That is the conclusion of Robert Whitaker's new book, "Anatomy of an Epidemic: Magic Bullets, Psychiatric Drugs, and the Astonishing Rise of Mental Illness in America."
It is an evidence-based, highly persuasive critique of psychiatry's devastating failure as a medical specialty. Disability from mental illness has multiplied ten-fold since the the introduction of psychotropic medications in the 1950s. Pharmaceutical giants make billions off patients from whom they have willfully withheld evidence of their addictive drugs' deleterious long-term effects. And one in eight children in America is started, in childhood, on a pathway towards a lifetime of medication-induced mental disability, some before they are even potty-trained. Two year-olds are being placed on antipsychotic medications for "bipolar disorder." Read that last sentence again.
This is not to say that mental illness is not real, or not that psychiatric medications are not sometimes appropriate. But how did we get from that point--limited use of psychotropic drugs to stabilize rare, severe episodes of mental illness--to this point: some psychiatrists now suggest that over half of Americans suffer from a pathological, biochemical mental illness, and virtually all psychiatrists utilize, as their only treatment modality, cocktails of two or five or even seven mind-altering medications.
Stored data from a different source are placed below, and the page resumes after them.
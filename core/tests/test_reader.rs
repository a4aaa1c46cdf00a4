#[cfg(test)]
mod tests {
    use std::io::{self, Read};
    use std::sync::Arc;

    use fileop_core::backend::MemFs;
    use fileop_core::compression::{compress_bytes, CodecError, CompressionKind};
    use fileop_core::fileutil::{write_file, write_file_as};
    use fileop_core::fs::{FsOpen, ReadStream};
    use fileop_core::pool::Pool;
    use fileop_core::{is_unhandled_error, is_unhandled_io_error, FileOpError, FileReader};

    fn init_logger() {
        let _ = env_logger::builder().is_test(true).try_init();
    }

    fn lines_of(reader: &mut FileReader) -> Vec<String> {
        let mut out = Vec::new();
        while let Some(line) = reader.read_line().unwrap() {
            out.push(String::from_utf8(line.to_vec()).unwrap());
        }
        out
    }

    // --- Failure scenarios ---

    #[test]
    fn missing_path_is_unhandled_not_found() {
        init_logger();
        let fs = MemFs::new();
        let err = FileReader::open(&fs, "nope/missing.txt", CompressionKind::None).unwrap_err();
        assert!(matches!(err, FileOpError::Open { .. }));
        assert!(err.is_not_found());
        assert!(is_unhandled_error(&err));
        assert_eq!(err.path(), "nope/missing.txt");

        let as_io: io::Error = err.into();
        assert!(is_unhandled_io_error(&as_io));
    }

    #[test]
    fn malformed_header_is_unhandled() {
        let fs = MemFs::new();
        write_file(&fs, "plain.gz", &b"definitely not gzip"[..]).unwrap();
        let err = FileReader::open(&fs, "plain.gz", CompressionKind::Gzip).unwrap_err();
        assert!(matches!(
            err,
            FileOpError::Codec { source: CodecError::MalformedHeader { kind: CompressionKind::Gzip }, .. }
        ));
        assert!(is_unhandled_error(&err));
    }

    #[test]
    fn empty_compressed_file_is_end_of_stream() {
        let fs = MemFs::new();
        write_file(&fs, "empty.zz", io::empty()).unwrap();
        let err = FileReader::open(&fs, "empty.zz", CompressionKind::Zlib).unwrap_err();
        assert!(matches!(err, FileOpError::Codec { source: CodecError::EmptyStream { .. }, .. }));
        assert!(is_unhandled_error(&err));
    }

    #[test]
    fn transient_errors_are_handled() {
        let err = io::Error::new(io::ErrorKind::TimedOut, "slow backend");
        assert!(!is_unhandled_io_error(&err));
        let err = FileOpError::Open { path: "a".into(), source: io::Error::new(io::ErrorKind::ConnectionReset, "x") };
        assert!(!is_unhandled_error(&err));
    }

    #[test]
    fn corruption_past_the_header_is_handled() {
        let err = io::Error::new(io::ErrorKind::InvalidData, "corrupt deflate stream");
        assert!(!is_unhandled_io_error(&err));

        let header = FileOpError::Codec {
            path: "h.gz".into(),
            source: CodecError::MalformedHeader { kind: CompressionKind::Gzip },
            cleanup: None,
        };
        assert!(is_unhandled_io_error(&io::Error::from(header)));
    }

    // --- Codec failure releases the raw handle ---

    struct CountingFs {
        inner: MemFs,
        closed: Arc<std::sync::atomic::AtomicUsize>,
        fail_close: bool,
    }

    struct Counted {
        inner: Box<dyn ReadStream>,
        closed: Arc<std::sync::atomic::AtomicUsize>,
        fail_close: bool,
    }

    impl Read for Counted {
        fn read(&mut self, buf: &mut [u8]) -> io::Result<usize> {
            self.inner.read(buf)
        }
    }

    impl ReadStream for Counted {
        fn close(&mut self) -> io::Result<()> {
            self.closed.fetch_add(1, std::sync::atomic::Ordering::SeqCst);
            self.inner.close()?;
            if self.fail_close {
                return Err(io::Error::new(io::ErrorKind::Other, "release refused"));
            }
            Ok(())
        }
    }

    impl FsOpen for CountingFs {
        fn open(&self, path: &str) -> io::Result<Box<dyn ReadStream>> {
            let inner = self.inner.open(path)?;
            Ok(Box::new(Counted { inner, closed: Arc::clone(&self.closed), fail_close: self.fail_close }))
        }
    }

    #[test]
    fn raw_handle_closed_on_codec_failure_and_on_close() {
        let fs = CountingFs { inner: MemFs::new(), closed: Default::default(), fail_close: false };
        write_file(&fs.inner, "bad.sz", &b"not snappy framing"[..]).unwrap();
        write_file_as(&fs.inner, "good.sz", &b"ok\n"[..], CompressionKind::Snappy).unwrap();

        assert!(FileReader::open(&fs, "bad.sz", CompressionKind::Snappy).is_err());
        assert_eq!(fs.closed.load(std::sync::atomic::Ordering::SeqCst), 1);

        let reader = FileReader::open(&fs, "good.sz", CompressionKind::Snappy).unwrap();
        reader.close().unwrap();
        assert_eq!(fs.closed.load(std::sync::atomic::Ordering::SeqCst), 2);

        drop(FileReader::open(&fs, "good.sz", CompressionKind::Snappy).unwrap());
        assert_eq!(fs.closed.load(std::sync::atomic::Ordering::SeqCst), 3);
    }

    #[test]
    fn failed_cleanup_close_travels_with_codec_error() {
        let fs = CountingFs { inner: MemFs::new(), closed: Default::default(), fail_close: true };
        write_file(&fs.inner, "bad.gz", &b"plain bytes"[..]).unwrap();

        let err = FileReader::open(&fs, "bad.gz", CompressionKind::Gzip).unwrap_err();
        assert!(err.to_string().contains("release refused"), "{err}");
        match &err {
            FileOpError::Codec { cleanup: Some(e), .. } => assert_eq!(e.kind(), io::ErrorKind::Other),
            other => panic!("unexpected error: {other}"),
        }
        assert_eq!(fs.closed.load(std::sync::atomic::Ordering::SeqCst), 1);
    }

    // --- Line scanning ---

    #[test]
    fn read_line_strips_lf_and_crlf() {
        let fs = MemFs::new();
        write_file(&fs, "lines.txt", &b"one\r\ntwo\n\nthree"[..]).unwrap();
        let mut reader = FileReader::open(&fs, "lines.txt", CompressionKind::None).unwrap();
        assert_eq!(lines_of(&mut reader), ["one", "two", "", "three"]);
        reader.close().unwrap();
    }

    #[test]
    fn end_of_stream_is_idempotent() {
        let fs = MemFs::new();
        write_file_as(&fs, "one.gz", &b"only line\n"[..], CompressionKind::Gzip).unwrap();
        let mut reader = FileReader::open(&fs, "one.gz", CompressionKind::Gzip).unwrap();
        assert_eq!(reader.read_line().unwrap(), Some(&b"only line"[..]));
        assert!(!reader.is_eof());
        for _ in 0..3 {
            assert_eq!(reader.read_line().unwrap(), None);
            assert!(reader.is_eof());
        }
        reader.close().unwrap();
    }

    #[test]
    fn long_lines_are_not_truncated() {
        let fs = MemFs::new();
        let long = "x".repeat(1 << 20);
        write_file(&fs, "long.txt", format!("{long}\nshort\n").as_bytes()).unwrap();
        let mut reader = FileReader::open(&fs, "long.txt", CompressionKind::None).unwrap();
        assert_eq!(reader.read_line().unwrap().map(<[u8]>::len), Some(long.len()));
        assert_eq!(reader.read_line().unwrap(), Some(&b"short"[..]));
        reader.close().unwrap();
    }

    #[test]
    fn every_codec_reads_back_lines() {
        let fs = MemFs::new();
        let body = b"alpha\nbeta\ngamma\n";
        for kind in CompressionKind::ALL {
            let path = format!("data/{}.log", kind);
            write_file_as(&fs, &path, &body[..], kind).unwrap();
            let mut reader = FileReader::open(&fs, &path, kind).unwrap();
            assert_eq!(reader.kind(), kind);
            assert_eq!(lines_of(&mut reader), ["alpha", "beta", "gamma"], "{kind}");
            reader.close().unwrap();
        }
    }

    #[test]
    fn byte_reads_see_decompressed_data() {
        let fs = MemFs::new();
        let packed = compress_bytes(b"raw payload", CompressionKind::Zlib, None).unwrap();
        write_file(&fs, "blob.zz", &packed[..]).unwrap();

        let mut reader = FileReader::open(&fs, "blob.zz", CompressionKind::Zlib).unwrap();
        let mut out = String::new();
        reader.read_to_string(&mut out).unwrap();
        assert_eq!(out, "raw payload");
        reader.close().unwrap();
    }

    // --- Pooling ---

    #[test]
    fn pooled_and_unpooled_readers_agree() {
        let fs = MemFs::new();
        write_file(&fs, "p.txt", &b"a\nb\n"[..]).unwrap();

        let pooled = Arc::new(Pool::new(2));
        let fresh = Arc::new(Pool::disabled());
        for _ in 0..3 {
            let mut a = FileReader::open_with(&pooled, &fs, "p.txt", CompressionKind::None).unwrap();
            let mut b = FileReader::open_with(&fresh, &fs, "p.txt", CompressionKind::None).unwrap();
            assert_eq!(lines_of(&mut a), lines_of(&mut b));
            assert_eq!(a.path(), "p.txt");
            a.close().unwrap();
            b.close().unwrap();
        }
        assert_eq!(pooled.stats().created, 1);
        assert_eq!(pooled.stats().reused, 2);
        assert_eq!(fresh.stats().created, 3);
    }
}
Mr. Whitaker's book rips away the curtain from psychiatry's hall of mirrors and gives its distortion of drug studies no place to hide. With even one step backwards to look at the big picture, it is all so ludicrous, so pervasive, and if it continues unchecked, so very calamitous for our children and future of our society . . . yet so very profitable for the drug companies.
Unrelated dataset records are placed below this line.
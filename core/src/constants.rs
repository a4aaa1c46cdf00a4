//! constants.rs
//! Shared defaults for buffering, pooling and concurrent compression.

/// Buffer size used by the writer when the caller passes `0` (matches `bufio` / `BufWriter` defaults).
pub const DEFAULT_BUFFER_SIZE: usize = 4096;

/// Permission bits used when a writer auto-creates parent directories.
pub const DEFAULT_DIR_PERM: u32 = 0o755;

/// Permission bits reported for files created by the reference backends.
pub const DEFAULT_FILE_PERM: u32 = 0o644;

/// Default idle capacity of the reader/writer pools.
pub const DEFAULT_POOL_IDLE: usize = 256;

/// Concurrent gzip defaults: 1 MiB blocks, up to 4 blocks compressed at once.
pub const DEFAULT_GZIP_BLOCK_SIZE: usize = 1 << 20;
pub const DEFAULT_GZIP_WORKERS: usize = 4;

/// Blocks smaller than this are rejected by the concurrent gzip mode.
pub const MIN_GZIP_BLOCK_SIZE: usize = 4 * 1024;

/// Max block size sanity bound (32 MiB).
pub const MAX_GZIP_BLOCK_SIZE: usize = 32 * 1024 * 1024;

/// Stable codec IDs (u8), mirrored by `CompressionKind` discriminants.
pub mod codec_ids {
    pub const NONE: u8   = 0;
    pub const GZIP: u8   = 1;
    pub const ZLIB: u8   = 2;
    pub const SNAPPY: u8 = 3;
}

/// Header magic checked eagerly on the read path.
pub const GZIP_MAGIC: [u8; 2] = [0x1f, 0x8b];
/// zlib CMF low nibble for deflate.
pub const ZLIB_CM_DEFLATE: u8 = 8;
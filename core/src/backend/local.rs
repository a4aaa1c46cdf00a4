//! backend/local.rs
//! Local-disk backend over `std::fs`.

use std::fs::{self, File};
use std::io;
use std::path::{Path, PathBuf};

use crate::fs::{
    apply_limit, FileInfo, FsClose, FsCreate, FsDirReader, FsMkdir, FsOpen, FsRemove, FsRename, FsStat, FsWalk,
    ReadStream, WalkFn, WriteStream,
};

/// Local filesystem. Without a root, paths are used as given; with one,
/// every path is resolved below it (a leading `/` is ignored).
#[derive(Debug, Clone, Default)]
pub struct LocalFs {
    root: Option<PathBuf>,
}

impl LocalFs {
    pub fn new() -> Self {
        Self { root: None }
    }

    pub fn with_root(root: impl Into<PathBuf>) -> Self {
        Self { root: Some(root.into()) }
    }

    pub fn root(&self) -> Option<&Path> {
        self.root.as_deref()
    }

    fn resolve(&self, path: &str) -> PathBuf {
        match &self.root {
            Some(root) => root.join(path.trim_start_matches('/')),
            None => PathBuf::from(path),
        }
    }
}

fn info_for(name: String, md: &fs::Metadata) -> FileInfo {
    FileInfo { name, ..FileInfo::from(md) }
}

fn file_name(path: &Path) -> String {
    path.file_name()
        .map(|n| n.to_string_lossy().into_owned())
        .unwrap_or_else(|| path.to_string_lossy().into_owned())
}

/// Entries of `dir` sorted by name.
fn sorted_entries(dir: &Path) -> io::Result<Vec<(String, fs::Metadata)>> {
    let mut entries = Vec::new();
    for entry in fs::read_dir(dir)? {
        let entry = entry?;
        let name = entry.file_name().to_string_lossy().into_owned();
        entries.push((name, entry.metadata()?));
    }
    entries.sort_by(|a, b| a.0.cmp(&b.0));
    Ok(entries)
}

fn walk_dir(dir: &Path, shown: &str, visit: &mut WalkFn<'_>) -> io::Result<()> {
    for (name, md) in sorted_entries(dir)? {
        let child_shown = if shown.is_empty() || shown.ends_with('/') {
            format!("{shown}{name}")
        } else {
            format!("{shown}/{name}")
        };
        visit(&child_shown, &info_for(name.clone(), &md))?;
        if md.is_dir() {
            walk_dir(&dir.join(&name), &child_shown, visit)?;
        }
    }
    Ok(())
}

impl FsOpen for LocalFs {
    fn open(&self, path: &str) -> io::Result<Box<dyn ReadStream>> {
        Ok(Box::new(File::open(self.resolve(path))?))
    }
}

impl FsCreate for LocalFs {
    fn create(&self, path: &str) -> io::Result<Box<dyn WriteStream>> {
        Ok(Box::new(File::create(self.resolve(path))?))
    }
}

impl FsMkdir for LocalFs {
    fn mkdir(&self, path: &str, perm: u32) -> io::Result<()> {
        dir_builder(perm, false).create(self.resolve(path))
    }

    fn mkdir_all(&self, path: &str, perm: u32) -> io::Result<()> {
        dir_builder(perm, true).create(self.resolve(path))
    }
}

fn dir_builder(perm: u32, recursive: bool) -> fs::DirBuilder {
    let mut builder = fs::DirBuilder::new();
    builder.recursive(recursive);
    #[cfg(unix)]
    {
        use std::os::unix::fs::DirBuilderExt;
        builder.mode(perm);
    }
    #[cfg(not(unix))]
    let _ = perm;
    builder
}

impl FsDirReader for LocalFs {
    fn readdir(&self, path: &str, limit: i32) -> io::Result<Vec<FileInfo>> {
        let infos = sorted_entries(&self.resolve(path))?
            .into_iter()
            .map(|(name, md)| info_for(name, &md))
            .collect();
        Ok(apply_limit(infos, limit))
    }

    fn readdirnames(&self, path: &str, limit: i32) -> io::Result<Vec<String>> {
        let names = sorted_entries(&self.resolve(path))?
            .into_iter()
            .map(|(name, _)| name)
            .collect();
        Ok(apply_limit(names, limit))
    }
}

impl FsStat for LocalFs {
    fn stat(&self, path: &str) -> io::Result<FileInfo> {
        let full = self.resolve(path);
        let md = fs::metadata(&full)?;
        Ok(info_for(file_name(&full), &md))
    }
}

impl FsRemove for LocalFs {
    fn remove(&self, path: &str) -> io::Result<()> {
        let full = self.resolve(path);
        if fs::symlink_metadata(&full)?.is_dir() {
            fs::remove_dir(full)
        } else {
            fs::remove_file(full)
        }
    }

    fn remove_all(&self, path: &str) -> io::Result<()> {
        let full = self.resolve(path);
        let md = match fs::symlink_metadata(&full) {
            Ok(md) => md,
            Err(e) if e.kind() == io::ErrorKind::NotFound => return Ok(()),
            Err(e) => return Err(e),
        };
        if md.is_dir() {
            fs::remove_dir_all(full)
        } else {
            fs::remove_file(full)
        }
    }
}

impl FsRename for LocalFs {
    fn rename(&self, from: &str, to: &str) -> io::Result<()> {
        fs::rename(self.resolve(from), self.resolve(to))
    }
}

impl FsWalk for LocalFs {
    fn walk(&self, root: &str, visit: &mut WalkFn<'_>) -> io::Result<()> {
        let full = self.resolve(root);
        let md = fs::metadata(&full)?;
        visit(root, &info_for(file_name(&full), &md))?;
        if md.is_dir() {
            walk_dir(&full, root, visit)?;
        }
        Ok(())
    }
}

impl FsClose for LocalFs {
    fn close(&self) -> io::Result<()> {
        Ok(())
    }
}

#[cfg(test)]
mod tests {
    use super::*;

    #[test]
    fn rooted_paths_ignore_leading_slash() {
        let fs = LocalFs::with_root("/srv/data");
        assert_eq!(fs.resolve("/a/b.txt"), PathBuf::from("/srv/data/a/b.txt"));
        assert_eq!(LocalFs::new().resolve("/a/b.txt"), PathBuf::from("/a/b.txt"));
    }
}
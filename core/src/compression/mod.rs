//! compression/mod.rs
//! Transparent compression for the read and write paths.
//!
//! - `decode` validates headers eagerly and returns a decompressing `Read`.
//! - `encode` returns a compressing `Write` with an explicit `finish`.
//! - `parallel` is the block-parallel gzip encoder behind `GzipConcurrency`.
//!
//! All formats are the standard containers (RFC 1952 gzip, RFC 1950 zlib,
//! snappy framing), readable by any stock decoder.

pub mod types;
pub mod decode;
pub mod encode;
pub mod parallel;

pub use types::*;
pub use decode::{decoder, decoder_for, DecodeStream};
pub use encode::{compress_bytes, decompress_bytes, encoder, encoder_for, EncodeStream};
pub use parallel::ParallelGzEncoder;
Every physician, every patient struggling with anxiety or depression, every parent with a rambunctious child, should read this book carefully. I know that in my own practice, I am foregoing the habit of mindlessly refilling my patient's psychotropic medications and initiating the discussion of the mind's capacity to heal, of our need to constantly reevaluate (every six months at a minimum) the use of psychiatric medications. I've been surprised at how receptive my patients have been.
Read the book. It's engrossing, and so important for all of us to try and reverse this destructive paradigm of mental health.